ATM: 4-9: Drop lowest
All Other ATM: Drop highest.

That may be TOO simple though.

Actually, given the profound effects of technology on habitation and what people consider livable, after some thought, I think that this is about all that is needed as a modifier...for the OTU and OTU-like universes, obviously.

Any society as old and as prone to interregnum effects and/or simple stagnation is very likely to have lots of remnant populations stuck in some odd (and unpleasant) places - and, really, even without further immigration, it only takes a century or two of growth to increase a semi-technological society by orders of magnitude.

So....while one could make an argument that habitability could be ignored, adopting a "choose the most likely/largest modifier and leave it at that solution", some effect for habitability works fine, simply interms of providing for minimizing resources spent keeping people alive (food and air works pretty well. Even desert planets would have some water, particulalry with a O/N atmosphere.

Regarding having to think...

This is NOT combat. The GM is rolling this stuff, not the players and (s)he only has to do it when generating a sub-sector, so once to set up the campaign area and maybe a couple of other times during unusual circumstances.

Yes, true. However, "time consuming" is more likely to be the problem with any mechanic I use as a GM (nowadays especially, but even from the beginning when I was 14). Table lookups take time. Dice roll mechanic modifications work faster for me, based on a simple rule; and although a simple modifier would work just as well, they do seem to quickly get out of hand....I have no idea why one and not the other is the case, it just seems to be easier to stop fiddling when the element of modification is the physical dice. Perhaps, however, I'm odd that way ?

So after all this discussion, is anything actually going make it through to the worldgen in the corebook? Gar?

Also, Mongoose is keeping UWPs, right?

EDG said:
So after all this discussion, is anything actually going make it through to the worldgen in the corebook?

This would be good to know as there was good stuff here...

Well, I'm guessing that the playtest part of all of this in the forum was in fact over some weeks ago. While they made it pretty clear that they read the forums, it's also been clear that the best place for input was sending it off to them...plus, the signal/noise ratio has to be better for them that way. Content aside, theres a lot of text to wade thru.

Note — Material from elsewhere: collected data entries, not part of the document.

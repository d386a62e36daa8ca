//! Core domain records and canonical-key logic for Dwell.

use chrono::{DateTime, NaiveDate, Utc};
use serde::{Deserialize, Serialize};
use uuid::Uuid;

pub const CRATE_NAME: &str = "dwell-core";

/// WGS84 coordinates attached to a scraped record.
#[derive(Debug, Clone, Copy, PartialEq, Serialize, Deserialize)]
pub struct GeoPoint {
    pub lat: f64,
    pub lng: f64,
}

/// The three snapshot categories the scrapers feed into the shared dataset.
#[derive(Debug, Clone, Copy, PartialEq, Eq, Hash, Serialize, Deserialize)]
#[serde(rename_all = "lowercase")]
pub enum SourceCategory {
    Sold,
    Listings,
    Rentals,
}

impl SourceCategory {
    pub fn as_str(&self) -> &'static str {
        match self {
            Self::Sold => "sold",
            Self::Listings => "listings",
            Self::Rentals => "rentals",
        }
    }

    pub fn all() -> &'static [SourceCategory] {
        &[Self::Sold, Self::Listings, Self::Rentals]
    }
}

impl std::fmt::Display for SourceCategory {
    fn fmt(&self, f: &mut std::fmt::Formatter<'_>) -> std::fmt::Result {
        f.write_str(self.as_str())
    }
}

/// A completed sale scraped from a price-register style source. Sold history
/// is append-only across snapshot runs; overlapping scrape windows produce
/// duplicates that consolidation collapses by canonical key.
#[derive(Debug, Clone, PartialEq, Serialize, Deserialize)]
pub struct SoldRecord {
    #[serde(default)]
    pub address: String,
    pub sold_date: NaiveDate,
    pub sold_price: f64,
    #[serde(default)]
    pub asking_price: Option<f64>,
    #[serde(default)]
    pub property_type: Option<String>,
    #[serde(default)]
    pub beds: Option<u32>,
    #[serde(default)]
    pub baths: Option<u32>,
    #[serde(default)]
    pub area_sqm: Option<f64>,
    #[serde(default)]
    pub geo: Option<GeoPoint>,
    #[serde(default)]
    pub source_url: Option<String>,
    pub scraped_at: DateTime<Utc>,
}

impl SoldRecord {
    /// How many optional fields carry data. Used to pick the better of two
    /// records with the same canonical key.
    pub fn completeness(&self) -> usize {
        self.asking_price.is_some() as usize
            + self.property_type.is_some() as usize
            + self.beds.is_some() as usize
            + self.baths.is_some() as usize
            + self.area_sqm.is_some() as usize
            + self.geo.is_some() as usize
            + self.source_url.is_some() as usize
    }
}

/// A property currently on the market. Point-in-time data: each snapshot
/// supersedes the previous one entirely.
#[derive(Debug, Clone, PartialEq, Serialize, Deserialize)]
pub struct ListingRecord {
    #[serde(default)]
    pub address: String,
    pub asking_price: f64,
    #[serde(default)]
    pub property_type: Option<String>,
    #[serde(default)]
    pub beds: Option<u32>,
    #[serde(default)]
    pub ber_rating: Option<String>,
    #[serde(default)]
    pub area_sqm: Option<f64>,
    #[serde(default)]
    pub geo: Option<GeoPoint>,
    #[serde(default)]
    pub source_url: Option<String>,
    pub scraped_at: DateTime<Utc>,
}

/// A property currently offered for rent. Same lifecycle as [`ListingRecord`].
#[derive(Debug, Clone, PartialEq, Serialize, Deserialize)]
pub struct RentalRecord {
    #[serde(default)]
    pub address: String,
    pub monthly_rent: f64,
    #[serde(default)]
    pub property_type: Option<String>,
    #[serde(default)]
    pub beds: Option<u32>,
    #[serde(default)]
    pub ber_rating: Option<String>,
    #[serde(default)]
    pub area_sqm: Option<f64>,
    #[serde(default)]
    pub geo: Option<GeoPoint>,
    #[serde(default)]
    pub source_url: Option<String>,
    pub scraped_at: DateTime<Utc>,
}

/// Lowercase an address, map punctuation to spaces, collapse whitespace runs.
/// "12 Oak Rd., Apt 3" and "12 oak rd apt 3" normalize identically.
pub fn normalize_address(input: &str) -> String {
    input
        .to_ascii_lowercase()
        .chars()
        .map(|c| if c.is_ascii_alphanumeric() { c } else { ' ' })
        .collect::<String>()
        .split_whitespace()
        .collect::<Vec<_>>()
        .join(" ")
}

/// Address-only key for cross-category lookups (yield matching). None when
/// the address is empty or pure punctuation.
pub fn address_key(address: &str) -> Option<String> {
    let normalized = normalize_address(address);
    if normalized.is_empty() {
        None
    } else {
        Some(normalized)
    }
}

/// Canonical key identifying one real-world sale: normalized address, sale
/// day, and price rounded to the whole currency unit. Two records with the
/// same key are the same transaction scraped on different days. None when no
/// address is available; such records carry no identity and are never
/// deduplicated.
pub fn sold_canonical_key(record: &SoldRecord) -> Option<String> {
    let address = address_key(&record.address)?;
    Some(format!(
        "{}|{}|{}",
        address,
        record.sold_date.format("%Y-%m-%d"),
        record.sold_price.round() as i64
    ))
}

/// A sold record as published to the dashboard, with derived pricing fields.
#[derive(Debug, Clone, PartialEq, Serialize, Deserialize)]
pub struct UnifiedSold {
    #[serde(flatten)]
    pub record: SoldRecord,
    pub canonical_key: Option<String>,
    pub price_per_sqm: Option<f64>,
    pub over_under_asking_percent: Option<f64>,
    pub estimated_yield: Option<f64>,
}

/// A current listing as published to the dashboard.
#[derive(Debug, Clone, PartialEq, Serialize, Deserialize)]
pub struct UnifiedListing {
    #[serde(flatten)]
    pub record: ListingRecord,
    pub canonical_key: Option<String>,
    pub price_per_sqm: Option<f64>,
    pub estimated_yield: Option<f64>,
}

/// A current rental as published to the dashboard.
#[derive(Debug, Clone, PartialEq, Serialize, Deserialize)]
pub struct UnifiedRental {
    #[serde(flatten)]
    pub record: RentalRecord,
    pub canonical_key: Option<String>,
}

/// The single artifact the dashboard reads. `run_id` and `generated_at` are
/// run metadata; everything else is a pure function of the input snapshots.
#[derive(Debug, Clone, PartialEq, Serialize, Deserialize)]
pub struct UnifiedDataset {
    pub run_id: Uuid,
    pub generated_at: DateTime<Utc>,
    pub properties: Vec<UnifiedSold>,
    pub listings: Vec<UnifiedListing>,
    pub rentals: Vec<UnifiedRental>,
}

Everything considered, I think Gar is (and probably has been) mainly finishing up the existing ms with his extension time....rather than trying to add first round playtest stuff at the last minute. And good thing, too, for quality control issues. So, unless it got sent directly before the first(ish) I doubt if it made sense to include much from the board, even if the opportunity and or time existed to do so(which is questionable).

As to the specific planetary stuff, I'm guessing a slightly modded Book 3. We (as a playtest group) really didn't get into it until quite late in the proccess.

So, waiting and seeing what gets released is my main plan at this point.

As I mentioned earlier, I sent Gar my ideas for a slightly revised Book 3 worldgen, most if it just included the later government and LL codes.

I will send him an update for the suggested population (roll 3D and drop one based on habitability). At least he will get that.

If anyone wants to post an alternate way to do it, I strongly suggest you email it in pretty quick. I expect that the final draft will be leaving Gar's hands pretty quickly.